Only lines with the word "collect" belong in the answer; copy them from the records below.

[Dataset entries]
----------------------------------------

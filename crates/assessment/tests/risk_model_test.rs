//! Integration tests for the exposure risk model

use agent_exposure_assessment::risk::{self, MAX_SCORE, MIN_SCORE};
use agent_exposure_common::*;
use strum::IntoEnumIterator;

fn profile(
    autonomy: AutonomyLevel,
    tool_access: bool,
    public_input: bool,
    data_sensitivity: DataSensitivity,
    decision_impact: DecisionImpact,
) -> CompleteProfile {
    CompleteProfile {
        autonomy,
        tool_access,
        public_input,
        data_sensitivity,
        decision_impact,
    }
}

fn all_profiles() -> Vec<CompleteProfile> {
    let mut profiles = Vec::new();
    for autonomy in AutonomyLevel::iter() {
        for tool_access in [false, true] {
            for public_input in [false, true] {
                for data_sensitivity in DataSensitivity::iter() {
                    for decision_impact in DecisionImpact::iter() {
                        profiles.push(profile(
                            autonomy,
                            tool_access,
                            public_input,
                            data_sensitivity,
                            decision_impact,
                        ));
                    }
                }
            }
        }
    }
    profiles
}

#[test]
fn test_minimal_profile_scores_low() {
    let result = risk::assess(&profile(
        AutonomyLevel::HumanInTheLoop,
        false,
        false,
        DataSensitivity::Low,
        DecisionImpact::AdvisoryOnly,
    ));

    assert_eq!(result.score, 4);
    assert_eq!(result.exposure_tier, ExposureTier::Low);
    assert_eq!(
        result.controls,
        vec![
            "Prompt version control",
            "Logging and traceability",
            "Basic input validation",
        ]
    );
}

#[test]
fn test_maximal_profile_scores_high() {
    let result = risk::assess(&profile(
        AutonomyLevel::FullyAutonomous,
        true,
        true,
        DataSensitivity::High,
        DecisionImpact::AutomatedExecution,
    ));

    assert_eq!(result.score, 14);
    assert_eq!(result.exposure_tier, ExposureTier::High);
    assert_eq!(result.controls.len(), 5);
    assert_eq!(result.controls[0], "Policy enforcement gateway");
    assert_eq!(result.controls[4], "Audit and rollback capability");
}

#[test]
fn test_mixed_profile_scores_moderate() {
    let result = risk::assess(&profile(
        AutonomyLevel::SemiAutonomous,
        false,
        true,
        DataSensitivity::Moderate,
        DecisionImpact::OperationalInfluence,
    ));

    assert_eq!(result.score, 8);
    assert_eq!(result.exposure_tier, ExposureTier::Moderate);
    assert_eq!(
        result.controls,
        vec![
            "Guardrail layer (policy enforcement)",
            "Human approval for high-impact outputs",
            "Tool invocation restrictions",
            "Structured output validation",
        ]
    );
}

#[test]
fn test_every_profile_scores_within_range() {
    let profiles = all_profiles();
    assert_eq!(profiles.len(), 108);

    for p in &profiles {
        let score = risk::score(p);
        assert!((MIN_SCORE..=MAX_SCORE).contains(&score), "{:?} -> {}", p, score);
    }

    let scores: Vec<u8> = profiles.iter().map(risk::score).collect();
    assert_eq!(scores.iter().min(), Some(&MIN_SCORE));
    assert_eq!(scores.iter().max(), Some(&MAX_SCORE));
}

#[test]
fn test_tier_is_a_function_of_score_only() {
    for p in all_profiles() {
        let result = risk::assess(&p);
        let expected = match result.score {
            s if s <= 6 => ExposureTier::Low,
            s if s <= 11 => ExposureTier::Moderate,
            _ => ExposureTier::High,
        };
        assert_eq!(result.exposure_tier, expected);
        assert_eq!(result.controls, risk::controls(expected));
    }
}

#[test]
fn test_each_dimension_moves_score_by_its_weight() {
    for base in all_profiles() {
        let base_score = i16::from(risk::score(&base));

        if base.autonomy == AutonomyLevel::HumanInTheLoop {
            let bumped = CompleteProfile {
                autonomy: AutonomyLevel::SemiAutonomous,
                ..base
            };
            assert_eq!(i16::from(risk::score(&bumped)) - base_score, 1);
        }
        if base.autonomy == AutonomyLevel::SemiAutonomous {
            let bumped = CompleteProfile {
                autonomy: AutonomyLevel::FullyAutonomous,
                ..base
            };
            assert_eq!(i16::from(risk::score(&bumped)) - base_score, 1);
        }
        if !base.tool_access {
            let bumped = CompleteProfile {
                tool_access: true,
                ..base
            };
            assert_eq!(i16::from(risk::score(&bumped)) - base_score, 3);
        }
        if !base.public_input {
            let bumped = CompleteProfile {
                public_input: true,
                ..base
            };
            assert_eq!(i16::from(risk::score(&bumped)) - base_score, 2);
        }
        if base.data_sensitivity == DataSensitivity::Low {
            let bumped = CompleteProfile {
                data_sensitivity: DataSensitivity::Moderate,
                ..base
            };
            assert_eq!(i16::from(risk::score(&bumped)) - base_score, 1);
        }
        if base.decision_impact == DecisionImpact::OperationalInfluence {
            let bumped = CompleteProfile {
                decision_impact: DecisionImpact::AutomatedExecution,
                ..base
            };
            assert_eq!(i16::from(risk::score(&bumped)) - base_score, 1);
        }
    }
}

#[test]
fn test_breakdown_sums_to_score() {
    for p in all_profiles() {
        let breakdown = risk::score_breakdown(&p);
        let steps: Vec<Step> = breakdown.iter().map(|c| c.step).collect();
        assert_eq!(steps, Step::ALL.to_vec());
        assert_eq!(
            breakdown.iter().map(|c| c.points).sum::<u8>(),
            risk::score(&p)
        );
    }
}

#[test]
fn test_assessment_is_deterministic() {
    let p = profile(
        AutonomyLevel::FullyAutonomous,
        false,
        true,
        DataSensitivity::Low,
        DecisionImpact::AutomatedExecution,
    );
    assert_eq!(risk::assess(&p), risk::assess(&p));
}

#[test]
fn test_partial_profile_is_rejected() {
    let mut partial = AgentProfile::new();
    partial.set(Answer::Autonomy(AutonomyLevel::SemiAutonomous));

    let err = risk::compute_result(&partial).unwrap_err();
    match &err {
        ExposureError::IncompleteProfile { missing } => {
            assert_eq!(missing.len(), 4);
            assert_eq!(missing[0], Step::ToolAccess);
        }
        other => panic!("unexpected error: {}", other),
    }
    assert!(!err.is_recoverable());
}

#[test]
fn test_result_json_shape() {
    let result = risk::assess(&profile(
        AutonomyLevel::HumanInTheLoop,
        false,
        false,
        DataSensitivity::Low,
        DecisionImpact::AdvisoryOnly,
    ));

    let value = serde_json::to_value(&result).unwrap();
    assert_eq!(value["score"], 4);
    assert_eq!(value["exposureTier"], "Low");
    assert_eq!(value["controls"].as_array().unwrap().len(), 3);
}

----------------------------------------

_Written solution_:
    let scores: Vec<u8> = profiles.iter().map(risk::score).collect();
        let steps: Vec<Step> = breakdown.iter().map(|c| c.step).collect();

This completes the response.